Like Orville Reddenbacker (sp?) said "Do one thing and do it better than anyone else."



JohnnyBoyUSMC said:


> The Corps (at least when I was getting out back a few months ago) seemed to wanna be getting more focused on the amphib/MEU stuff and being the 911 force that can respond anywhere there is a MEU. 1/1 when I was with them was slated for Afghan then changed to a MEU float, and 3/1 after I got back from Afghan with them was changed from going back there to a MEU float. Marines have almost always acted as the tough fighting, elite shock troops of the military. Put a enemy in front of us, tell us it needs to be destroyed, and it happens (it's also why we can't have nice things lol).
> 
> To the MARSOC thing, and this is just an opinion and observation of the Corps from past experience, but even with the commandant's support, the idea of a "elite unit" within the Corps has always been something that irked a lot of the higher up's since the idea is the Corps is ALREADY a elite fighting force, and having a elite within a elite breeds trouble and takes away from the idea of the Corps already being elite according to them.
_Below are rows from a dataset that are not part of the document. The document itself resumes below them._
// src/handlers/sales.rs

use axum::{
    extract::{Path, Query, State},
    http::{header, StatusCode},
    response::IntoResponse,
    Json,
};
use uuid::Uuid;
use validator::Validate;

use crate::{
    common::error::{ApiError, AppError},
    config::AppState,
    middleware::{
        auth::AuthenticatedUser,
        i18n::Locale,
        rbac::{PermSalesRead, PermSalesWrite, RequirePermission},
    },
    models::sales::{CreateSalePayload, Sale, SaleDetail, SaleListQuery},
};

#[utoipa::path(
    get,
    path = "/api/sales",
    tag = "Sales",
    params(SaleListQuery),
    responses((status = 200, description = "Faturas de venda", body = Vec<Sale>)),
    security(("api_jwt" = []))
)]
pub async fn list_sales(
    State(app_state): State<AppState>,
    locale: Locale,
    _guard: RequirePermission<PermSalesRead>,
    Query(query): Query<SaleListQuery>,
) -> Result<impl IntoResponse, ApiError> {
    let sales = app_state
        .sales_service
        .list_sales(&query)
        .await
        .map_err(|e| e.to_api_error(&locale, &app_state.i18n_store))?;

    Ok(Json(sales))
}

#[utoipa::path(
    post,
    path = "/api/sales",
    tag = "Sales",
    request_body = CreateSalePayload,
    responses(
        (status = 201, description = "Venda criada: estoque baixado, pagamento no caixa, cobrança do saldo", body = SaleDetail),
        (status = 400, description = "Dados inválidos (ex.: venda a prazo sem cliente)"),
        (status = 422, description = "Estoque insuficiente ou totais inconsistentes")
    ),
    security(("api_jwt" = []))
)]
pub async fn create_sale(
    State(app_state): State<AppState>,
    locale: Locale,
    user: AuthenticatedUser,
    _guard: RequirePermission<PermSalesWrite>,
    Json(payload): Json<CreateSalePayload>,
) -> Result<impl IntoResponse, ApiError> {
    payload
        .validate()
        .map_err(|e| AppError::ValidationError(e).to_api_error(&locale, &app_state.i18n_store))?;

    let sale = app_state
        .sales_service
        .create_sale(&payload, user.0.id)
        .await
        .map_err(|e| e.to_api_error(&locale, &app_state.i18n_store))?;

    Ok((StatusCode::CREATED, Json(sale)))
}

#[utoipa::path(
    get,
    path = "/api/sales/{id}",
    tag = "Sales",
    params(("id" = Uuid, Path, description = "ID da venda")),
    responses(
        (status = 200, description = "Venda com itens", body = SaleDetail),
        (status = 404, description = "Venda não encontrada")
    ),
    security(("api_jwt" = []))
)]
pub async fn get_sale(
    State(app_state): State<AppState>,
    locale: Locale,
    _guard: RequirePermission<PermSalesRead>,
    Path(id): Path<Uuid>,
) -> Result<impl IntoResponse, ApiError> {
    let sale = app_state
        .sales_service
        .get_sale(id)
        .await
        .map_err(|e| e.to_api_error(&locale, &app_state.i18n_store))?;

    Ok(Json(sale))
}

// GET /api/sales/{id}/pdf
#[utoipa::path(
    get,
    path = "/api/sales/{id}/pdf",
    tag = "Sales",
    params(("id" = Uuid, Path, description = "ID da venda")),
    responses(
        (status = 200, description = "Fatura em PDF", content_type = "application/pdf", body = Vec<u8>),
        (status = 404, description = "Venda não encontrada")
    ),
    security(("api_jwt" = []))
)]
pub async fn get_sale_pdf(
    State(app_state): State<AppState>,
    locale: Locale,
    _guard: RequirePermission<PermSalesRead>,
    Path(id): Path<Uuid>,
) -> Result<impl IntoResponse, ApiError> {
    let pdf = app_state
        .document_service
        .sale_invoice_pdf(id)
        .await
        .map_err(|e| e.to_api_error(&locale, &app_state.i18n_store))?;

    let disposition = format!("inline; filename=\"invoice-{id}.pdf\"");
    Ok((
        [
            (header::CONTENT_TYPE, "application/pdf".to_string()),
            (header::CONTENT_DISPOSITION, disposition),
        ],
        pdf,
    ))
}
Can't forget *the Corps was the only branch that declined to hand command of it's units like recon and force recon to SOCOM command in the 80's because they didn't like the idea of Marine's being commanded by other branch leaders*. Rumsfeld is the one that pushed that the Corps join the club and add a unit to SOCOM. I think having elite units like recon and force recon have always unsettled the more conventional unit commanders despite the need for such units, and a unit like MARSOC just irkes em a bit further. Personally I always had good experiences with guys from Recon and such units! Were they spit and shine polished the way SNCO's ALWAYS want Marines to look? No, but they were good at their jobs and that's what I respected. Became more and more about public image and (often) dumb standards than being a good warrior by the time I decided to get out.


 
It's not just about turning over Marines to other services or commands. Deep down the Corps is a very insular service. Whenever something like MARSOC rears its head, the question asked by a lot of people in the Corps is "What does this do for The Corps?" Recon Bn and Force are well understood and provide a known capability to the MAGTF. MARSOC on the other hand provides nothing to the MAGTF or FMF. Just the opposite actually, it creates a requirement for the Corps to administratively support (boot camp, MOS schooling, work spaces, housing, medical, etc) MARSOC without returning any direct combat capability to the Corps. AFAIK, MARSOC will never belong to the Corps in a tactical sense; you will never see a MARSOC element being used as part of a MAGTF. They will always be part of the JSOTF operating under the guidance of the SOC theater element, even if embarked on Naby amphibs. Not comparing MARSOC to ANGLICO, but the same thing has happened to ANGLICO repeatedly. Because the main purpose of ANGLICO is to act as a fires support liasion element between the MAGTF/ARG and other services (US Army or foreign military), whenever the budget starts getting cut ANGLICO is disbanded because they provide very limited (obvious) benefit to the Corps.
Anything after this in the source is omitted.